**** RECORDS SHOWN ****

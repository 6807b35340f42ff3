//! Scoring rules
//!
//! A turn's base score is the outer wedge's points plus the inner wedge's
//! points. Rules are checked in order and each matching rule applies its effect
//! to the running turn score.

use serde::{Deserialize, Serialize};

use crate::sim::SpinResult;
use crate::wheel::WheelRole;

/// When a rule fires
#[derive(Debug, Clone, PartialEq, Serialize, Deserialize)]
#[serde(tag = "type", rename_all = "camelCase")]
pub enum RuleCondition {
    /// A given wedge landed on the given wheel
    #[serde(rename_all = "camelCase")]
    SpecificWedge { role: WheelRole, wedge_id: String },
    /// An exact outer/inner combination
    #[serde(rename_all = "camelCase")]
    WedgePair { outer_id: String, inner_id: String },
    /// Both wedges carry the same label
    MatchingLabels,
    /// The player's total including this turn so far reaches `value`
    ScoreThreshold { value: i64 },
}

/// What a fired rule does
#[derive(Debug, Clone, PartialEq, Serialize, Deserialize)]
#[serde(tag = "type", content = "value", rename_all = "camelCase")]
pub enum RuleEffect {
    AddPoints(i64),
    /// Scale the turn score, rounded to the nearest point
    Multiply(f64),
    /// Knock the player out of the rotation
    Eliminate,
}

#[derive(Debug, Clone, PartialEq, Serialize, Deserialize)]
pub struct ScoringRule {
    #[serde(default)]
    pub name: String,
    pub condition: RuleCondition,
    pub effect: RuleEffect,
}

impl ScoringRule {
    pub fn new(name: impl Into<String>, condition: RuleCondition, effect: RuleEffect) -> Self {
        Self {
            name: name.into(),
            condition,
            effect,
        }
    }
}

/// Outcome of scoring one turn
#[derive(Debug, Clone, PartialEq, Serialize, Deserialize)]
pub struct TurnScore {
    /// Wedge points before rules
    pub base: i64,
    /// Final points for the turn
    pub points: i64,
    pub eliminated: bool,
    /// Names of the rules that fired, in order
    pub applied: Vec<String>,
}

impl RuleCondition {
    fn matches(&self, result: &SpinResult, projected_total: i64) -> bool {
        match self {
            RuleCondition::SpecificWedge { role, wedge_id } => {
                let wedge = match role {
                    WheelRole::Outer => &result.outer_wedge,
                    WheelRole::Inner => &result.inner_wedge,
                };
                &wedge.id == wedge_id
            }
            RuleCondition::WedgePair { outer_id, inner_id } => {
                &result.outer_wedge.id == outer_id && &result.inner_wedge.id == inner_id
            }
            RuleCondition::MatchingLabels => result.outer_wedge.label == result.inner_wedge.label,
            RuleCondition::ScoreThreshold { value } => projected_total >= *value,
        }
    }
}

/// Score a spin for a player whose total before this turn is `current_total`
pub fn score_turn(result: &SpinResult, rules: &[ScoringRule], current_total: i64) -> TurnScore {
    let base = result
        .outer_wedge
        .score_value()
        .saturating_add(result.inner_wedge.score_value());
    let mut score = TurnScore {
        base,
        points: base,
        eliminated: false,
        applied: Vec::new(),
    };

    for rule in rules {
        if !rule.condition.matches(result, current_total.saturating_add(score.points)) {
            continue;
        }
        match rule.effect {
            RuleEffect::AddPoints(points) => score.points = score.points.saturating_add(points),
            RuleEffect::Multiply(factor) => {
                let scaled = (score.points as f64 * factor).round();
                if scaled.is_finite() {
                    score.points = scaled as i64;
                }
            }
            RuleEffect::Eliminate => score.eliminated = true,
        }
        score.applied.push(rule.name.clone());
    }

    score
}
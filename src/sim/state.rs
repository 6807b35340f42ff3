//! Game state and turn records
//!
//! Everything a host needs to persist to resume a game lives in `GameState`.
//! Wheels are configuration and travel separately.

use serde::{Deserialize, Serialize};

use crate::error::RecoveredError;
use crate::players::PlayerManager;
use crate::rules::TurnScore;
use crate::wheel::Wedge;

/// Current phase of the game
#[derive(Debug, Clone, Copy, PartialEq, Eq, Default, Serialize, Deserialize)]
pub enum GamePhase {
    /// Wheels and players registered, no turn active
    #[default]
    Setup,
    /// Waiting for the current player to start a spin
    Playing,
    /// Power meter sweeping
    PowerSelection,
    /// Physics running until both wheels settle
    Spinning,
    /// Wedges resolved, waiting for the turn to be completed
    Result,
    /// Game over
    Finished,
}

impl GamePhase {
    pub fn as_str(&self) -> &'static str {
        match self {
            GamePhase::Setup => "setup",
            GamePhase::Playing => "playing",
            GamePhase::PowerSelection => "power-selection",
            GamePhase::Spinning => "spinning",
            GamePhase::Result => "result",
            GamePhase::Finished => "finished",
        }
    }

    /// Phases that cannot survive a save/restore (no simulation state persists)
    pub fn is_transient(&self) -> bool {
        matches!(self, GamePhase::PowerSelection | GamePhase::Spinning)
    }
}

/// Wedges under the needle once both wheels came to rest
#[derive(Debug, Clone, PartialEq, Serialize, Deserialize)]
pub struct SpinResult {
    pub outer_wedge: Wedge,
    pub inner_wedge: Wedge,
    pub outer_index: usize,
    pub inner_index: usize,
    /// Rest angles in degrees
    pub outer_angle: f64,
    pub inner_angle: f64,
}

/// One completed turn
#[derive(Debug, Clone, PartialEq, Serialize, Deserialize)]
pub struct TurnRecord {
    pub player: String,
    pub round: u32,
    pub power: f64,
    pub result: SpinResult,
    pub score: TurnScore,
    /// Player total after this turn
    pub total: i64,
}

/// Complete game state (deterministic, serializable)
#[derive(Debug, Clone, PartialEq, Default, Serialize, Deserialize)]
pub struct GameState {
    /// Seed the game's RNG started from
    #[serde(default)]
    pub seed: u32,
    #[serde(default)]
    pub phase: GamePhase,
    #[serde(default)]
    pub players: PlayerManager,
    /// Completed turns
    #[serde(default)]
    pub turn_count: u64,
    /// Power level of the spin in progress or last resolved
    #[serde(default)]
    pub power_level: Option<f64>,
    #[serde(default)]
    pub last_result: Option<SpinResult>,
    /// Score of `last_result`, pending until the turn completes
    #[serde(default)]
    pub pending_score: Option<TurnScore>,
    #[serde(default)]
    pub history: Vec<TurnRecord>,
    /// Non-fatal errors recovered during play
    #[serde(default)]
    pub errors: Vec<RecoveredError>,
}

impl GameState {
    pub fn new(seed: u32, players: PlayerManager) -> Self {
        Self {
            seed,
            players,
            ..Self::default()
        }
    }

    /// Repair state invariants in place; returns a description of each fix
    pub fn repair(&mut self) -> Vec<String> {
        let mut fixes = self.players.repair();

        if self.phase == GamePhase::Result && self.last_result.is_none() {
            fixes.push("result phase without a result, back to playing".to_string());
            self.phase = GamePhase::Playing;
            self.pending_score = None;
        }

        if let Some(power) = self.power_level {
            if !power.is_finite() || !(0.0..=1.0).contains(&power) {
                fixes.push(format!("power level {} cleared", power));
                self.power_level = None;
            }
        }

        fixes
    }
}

****

YOUR GOAL.
Reproduce the records exactly, keeping every line.

WRITTEN RESPONSE.
repository 6807b35340f42ff3
//! Scoring rules
//!
//! A turn's base score is the outer wedge's points plus the inner wedge's
//! points. Rules are checked in order and each matching rule applies its effect
//! to the running turn score.

use serde::{Deserialize, Serialize};

use crate::sim::SpinResult;
use crate::wheel::WheelRole;

/// When a rule fires
#[derive(Debug, Clone, PartialEq, Serialize, Deserialize)]
#[serde(tag = "type", rename_all = "camelCase")]
pub enum RuleCondition {
    /// A given wedge landed on the given wheel
    #[serde(rename_all = "camelCase")]
    SpecificWedge { role: WheelRole, wedge_id: String },
    /// An exact outer/inner combination
    #[serde(rename_all = "camelCase")]
    WedgePair { outer_id: String, inner_id: String },
    /// Both wedges carry the same label
    MatchingLabels,
    /// The player's total including this turn so far reaches `value`
    ScoreThreshold { value: i64 },
}

/// What a fired rule does
#[derive(Debug, Clone, PartialEq, Serialize, Deserialize)]
#[serde(tag = "type", content = "value", rename_all = "camelCase")]
pub enum RuleEffect {
    AddPoints(i64),
    /// Scale the turn score, rounded to the nearest point
    Multiply(f64),
    /// Knock the player out of the rotation
    Eliminate,
}

#[derive(Debug, Clone, PartialEq, Serialize, Deserialize)]
pub struct ScoringRule {
    #[serde(default)]
    pub name: String,
    pub condition: RuleCondition,
    pub effect: RuleEffect,
}

impl ScoringRule {
    pub fn new(name: impl Into<String>, condition: RuleCondition, effect: RuleEffect) -> Self {
        Self {
            name: name.into(),
            condition,
            effect,
        }
    }
}

/// Outcome of scoring one turn
#[derive(Debug, Clone, PartialEq, Serialize, Deserialize)]
pub struct TurnScore {
    /// Wedge points before rules
    pub base: i64,
    /// Final points for the turn
    pub points: i64,
    pub eliminated: bool,
    /// Names of the rules that fired, in order
    pub applied: Vec<String>,
}

impl RuleCondition {
    fn matches(&self, result: &SpinResult, projected_total: i64) -> bool {
        match self {
            RuleCondition::SpecificWedge { role, wedge_id } => {
                let wedge = match role {
                    WheelRole::Outer => &result.outer_wedge,
                    WheelRole::Inner => &result.inner_wedge,
                };
                &wedge.id == wedge_id
            }
            RuleCondition::WedgePair { outer_id, inner_id } => {
                &result.outer_wedge.id == outer_id && &result.inner_wedge.id == inner_id
            }
            RuleCondition::MatchingLabels => result.outer_wedge.label == result.inner_wedge.label,
            RuleCondition::ScoreThreshold { value } => projected_total >= *value,
        }
    }
}

/// Score a spin for a player whose total before this turn is `current_total`
pub fn score_turn(result: &SpinResult, rules: &[ScoringRule], current_total: i64) -> TurnScore {
    let base = result
        .outer_wedge
        .score_value()
        .saturating_add(result.inner_wedge.score_value());
    let mut score = TurnScore {
        base,
        points: base,
        eliminated: false,
        applied: Vec::new(),
    };

    for rule in rules {
        if !rule.condition.matches(result, current_total.saturating_add(score.points)) {
            continue;
        }
        match rule.effect {
            RuleEffect::AddPoints(points) => score.points = score.points.saturating_add(points),
            RuleEffect::Multiply(factor) => {
                let scaled = (score.points as f64 * factor).round();
                if scaled.is_finite() {
                    score.points = scaled as i64;
                }
            }
            RuleEffect::Eliminate => score.eliminated = true,
        }
        score.applied.push(rule.name.clone());
    }

    score
}
filename src/sim/state.rs
repository 6807b35340f42ff3
//! Game state and turn records
//!
//! Everything a host needs to persist to resume a game lives in `GameState`.
//! Wheels are configuration and travel separately.

use serde::{Deserialize, Serialize};

use crate::error::RecoveredError;
use crate::players::PlayerManager;
use crate::rules::TurnScore;
use crate::wheel::Wedge;

/// Current phase of the game
#[derive(Debug, Clone, Copy, PartialEq, Eq, Default, Serialize, Deserialize)]
pub enum GamePhase {
    /// Wheels and players registered, no turn active
    #[default]
    Setup,
    /// Waiting for the current player to start a spin
    Playing,
    /// Power meter sweeping
    PowerSelection,
    /// Physics running until both wheels settle
    Spinning,
    /// Wedges resolved, waiting for the turn to be completed
    Result,
    /// Game over
    Finished,
}

impl GamePhase {
    pub fn as_str(&self) -> &'static str {
        match self {
            GamePhase::Setup => "setup",
            GamePhase::Playing => "playing",
            GamePhase::PowerSelection => "power-selection",
            GamePhase::Spinning => "spinning",
            GamePhase::Result => "result",
            GamePhase::Finished => "finished",
        }
    }

    /// Phases that cannot survive a save/restore (no simulation state persists)
    pub fn is_transient(&self) -> bool {
        matches!(self, GamePhase::PowerSelection | GamePhase::Spinning)
    }
}

/// Wedges under the needle once both wheels came to rest
#[derive(Debug, Clone, PartialEq, Serialize, Deserialize)]
pub struct SpinResult {
    pub outer_wedge: Wedge,
    pub inner_wedge: Wedge,
    pub outer_index: usize,
    pub inner_index: usize,
    /// Rest angles in degrees
    pub outer_angle: f64,
    pub inner_angle: f64,
}

/// One completed turn
#[derive(Debug, Clone, PartialEq, Serialize, Deserialize)]
pub struct TurnRecord {
    pub player: String,
    pub round: u32,
    pub power: f64,
    pub result: SpinResult,
    pub score: TurnScore,
    /// Player total after this turn
    pub total: i64,
}

/// Complete game state (deterministic, serializable)
#[derive(Debug, Clone, PartialEq, Default, Serialize, Deserialize)]
pub struct GameState {
    /// Seed the game's RNG started from
    #[serde(default)]
    pub seed: u32,
    #[serde(default)]
    pub phase: GamePhase,
    #[serde(default)]
    pub players: PlayerManager,
    /// Completed turns
    #[serde(default)]
    pub turn_count: u64,
    /// Power level of the spin in progress or last resolved
    #[serde(default)]
    pub power_level: Option<f64>,
    #[serde(default)]
    pub last_result: Option<SpinResult>,
    /// Score of `last_result`, pending until the turn completes
    #[serde(default)]
    pub pending_score: Option<TurnScore>,
    #[serde(default)]
    pub history: Vec<TurnRecord>,
    /// Non-fatal errors recovered during play
    #[serde(default)]
    pub errors: Vec<RecoveredError>,
}

impl GameState {
    pub fn new(seed: u32, players: PlayerManager) -> Self {
        Self {
            seed,
            players,
            ..Self::default()
        }
    }

    /// Repair state invariants in place; returns a description of each fix
    pub fn repair(&mut self) -> Vec<String> {
        let mut fixes = self.players.repair();

        if self.phase == GamePhase::Result && self.last_result.is_none() {
            fixes.push("result phase without a result, back to playing".to_string());
            self.phase = GamePhase::Playing;
            self.pending_score = None;
        }

        if let Some(power) = self.power_level {
            if !power.is_finite() || !(0.0..=1.0).contains(&power) {
                fixes.push(format!("power level {} cleared", power));
                self.power_level = None;
            }
        }

        fixes
    }
}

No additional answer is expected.